The Burden of the Real World
To get, keep, and expand its roster of drivers, Uber must sink money into marketing, operations, and insurance in a way that, say, Google or Facebook never had to. Such on-the-ground expenditures don't carry the obvious promise of an exponential return on investment. In tech, spending on product, R&D, and talent create what entrepreneurs and investors like to describe as asymmetrical leverage.
Take Dropbox. The file-syncing startup only needed a few hundred employees and a few data centers to hit a multi-billion-dollar valuation. Uber needs that, plus an army of drivers in cars. (Uber says its 'generating 20,000 new driver jobs every month.') Though Uber is a tech company, its product doesn't make sense without the piece that inhabits the physical world. And the physical world is notoriously inefficient.
In the brief history of online businesses, competitive advantage typically has been gained by virtualizing away the costs of the physical, or lost by failing to shed that real-world weight. Amazon used the web to eliminate the overhead of brick-and-mortar retail stores. Newspapers were weighed down by the costs of paper and ink. But Uber isn't really using tech to make something that was once physical virtual. It's simply taking an existing service—hailing and dispatching rides—and making it better by leveraging mobile tech to make it more efficient. The need for a physical operation on the ground doesn't shrink.
On the contrary, Uber's physical footprint keeps growing. On Thursday, it announced its expansion into 24 more cities, bringing the worldwide total to 205 cities in 45 countries. Uber, as the company itself says, wants to be everywhere.
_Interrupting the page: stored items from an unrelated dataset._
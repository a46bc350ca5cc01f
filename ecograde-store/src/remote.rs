//! Remote API-backed assessment storage

use std::time::Duration;

use async_trait::async_trait;
use reqwest::StatusCode;
use tracing::debug;

use ecograde_core::{Assessment, AssessmentStore, StoreError};

/// Request timeout for all API calls
const REQUEST_TIMEOUT: Duration = Duration::from_secs(10);

/// Assessment store backed by a remote HTTP API
///
/// Talks to a REST backend exposing `/assessments` with the same JSON shape
/// the local store writes. Authentication is an optional bearer token; the
/// store itself does no retries, callers already treat saves as best-effort.
pub struct RemoteAssessmentStore {
    client: reqwest::Client,
    base_url: String,
    token: Option<String>,
}

impl RemoteAssessmentStore {
    pub fn new(base_url: impl Into<String>, token: Option<String>) -> Result<Self, StoreError> {
        let client = reqwest::Client::builder()
            .timeout(REQUEST_TIMEOUT)
            .build()
            .map_err(|e| StoreError::Backend(format!("failed to create HTTP client: {}", e)))?;

        Ok(Self {
            client,
            base_url: base_url.into().trim_end_matches('/').to_string(),
            token,
        })
    }

    fn collection_url(&self) -> String {
        format!("{}/assessments", self.base_url)
    }

    fn item_url(&self, id: &str) -> String {
        format!("{}/assessments/{}", self.base_url, id)
    }

    fn with_auth(&self, request: reqwest::RequestBuilder) -> reqwest::RequestBuilder {
        match &self.token {
            Some(token) => request.bearer_auth(token),
            None => request,
        }
    }

    async fn send(&self, request: reqwest::RequestBuilder) -> Result<reqwest::Response, StoreError> {
        let response = self
            .with_auth(request)
            .send()
            .await
            .map_err(|e| StoreError::Io(format!("request failed: {}", e)))?;
        debug!(status = %response.status(), url = %response.url(), "remote store response");
        Ok(response)
    }
}

#[async_trait]
impl AssessmentStore for RemoteAssessmentStore {
    async fn save(&self, assessment: &Assessment) -> Result<(), StoreError> {
        let request = self.client.put(self.item_url(&assessment.id)).json(assessment);
        let response = self.send(request).await?;
        if !response.status().is_success() {
            return Err(StoreError::Backend(format!(
                "save rejected: {}",
                response.status()
            )));
        }
        Ok(())
    }

    async fn get(&self, id: &str) -> Result<Option<Assessment>, StoreError> {
        let response = self.send(self.client.get(self.item_url(id))).await?;
        if response.status() == StatusCode::NOT_FOUND {
            return Ok(None);
        }
        if !response.status().is_success() {
            return Err(StoreError::Backend(format!(
                "get rejected: {}",
                response.status()
            )));
        }
        let assessment = response
            .json::<Assessment>()
            .await
            .map_err(|e| StoreError::Serialize(format!("invalid assessment payload: {}", e)))?;
        Ok(Some(assessment))
    }

    async fn get_all(&self) -> Result<Vec<Assessment>, StoreError> {
        let response = self.send(self.client.get(self.collection_url())).await?;
        if !response.status().is_success() {
            return Err(StoreError::Backend(format!(
                "list rejected: {}",
                response.status()
            )));
        }
        response
            .json::<Vec<Assessment>>()
            .await
            .map_err(|e| StoreError::Serialize(format!("invalid assessment list: {}", e)))
    }

    async fn delete(&self, id: &str) -> Result<bool, StoreError> {
        let response = self.send(self.client.delete(self.item_url(id))).await?;
        if response.status() == StatusCode::NOT_FOUND {
            return Ok(false);
        }
        if !response.status().is_success() {
            return Err(StoreError::Backend(format!(
                "delete rejected: {}",
                response.status()
            )));
        }
        Ok(true)
    }
}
'Today we are one step closer to our vision of UberEverywhere—— a bold idea that no matter where you are, a reliable ride with Uber is just 5 minutes away,' the company said in a blog post.
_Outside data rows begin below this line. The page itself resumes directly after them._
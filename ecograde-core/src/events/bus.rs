//! EventBus trait definition
//!
//! The bus decouples the assessment core from whatever UI consumes its
//! callbacks; subscribers get a live stream, and per-assessment history is
//! retrievable for assertions and late joiners.

use async_trait::async_trait;
use tokio::sync::broadcast;

use super::types::AssessmentEvent;

/// Sequence number for events (monotonically increasing)
pub type EventSeq = u64;

/// Event bus for publishing and subscribing to assessment events
#[async_trait]
pub trait EventBus: Send + Sync {
    /// Publish an event, returns its sequence number
    async fn publish(&self, event: AssessmentEvent) -> EventSeq;

    /// Subscribe to all events from now (live stream)
    fn subscribe(&self) -> broadcast::Receiver<(EventSeq, AssessmentEvent)>;

    /// Get all events recorded for one assessment
    async fn events_for(&self, assessment_id: &str) -> Vec<(EventSeq, AssessmentEvent)>;

    /// Current sequence number (high water mark)
    fn current_seq(&self) -> EventSeq;
}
Bold, yes. But also unobtainable without enough drivers.
Reliability Is Everything
Uber's algorithmic effort to match driver supply to passenger demand has many moving parts. Some pieces are complex, others not so much. One of the simpler equations: more people wanting to take Uber rides means more drivers needed to give them. Yes, Uber must compete with rival services like Lyft for the limited supply of willing and able drivers—a drain on the potential talent pool that has received most of the attention recently.
But it must also simply keep pace with the demand it's generating itself. And more than any kind of criticism it receives for how it gets those drivers, falling behind in meeting that demand is the error that could end Uber.
That, at least, was the dynamic in play during another Uber PR shitstorm, when a fare spike during a New York City blizzard provoked accusations of price-gouging. At the time, Uber co-founder and CEO Travis Kalanick defended the company's 'surge pricing tactic as a necessary tool for managing supply and demand, a way to nudge the system toward equalizing the number of drivers available and passengers who want rides. The issue, Kalanick told WIRED, came down to reliability: 'If you are unreliable, customers just disappear.”
>In the brief history of online businesses, competitive advantage typically has been gained by virtualizing away the costs of the physical.
In a way, driver recruitment is that blizzard writ large. For Uber, reliability means that any users at any time in any city the company serves must be able to open the app and see they can get a ride within minutes. The more times they can't, the more likely they are to stop opening the app. Whatever the ethics of its recruitment tactics, Uber's fear of being perceived as unreliable clearly outstrips any concern it may have about being seen as underhanded.
Consider the subset of Uber customers who heard the story of how it's poaching drivers, and then the subset of that group who actually cares, and then the subset of that group upset enough not to use Uber again. Historically, moral outrage has a spotty track record as a catalyst for changing consumer behavior. Speed, convenience, and price, on the other hand, build billion-dollar empires.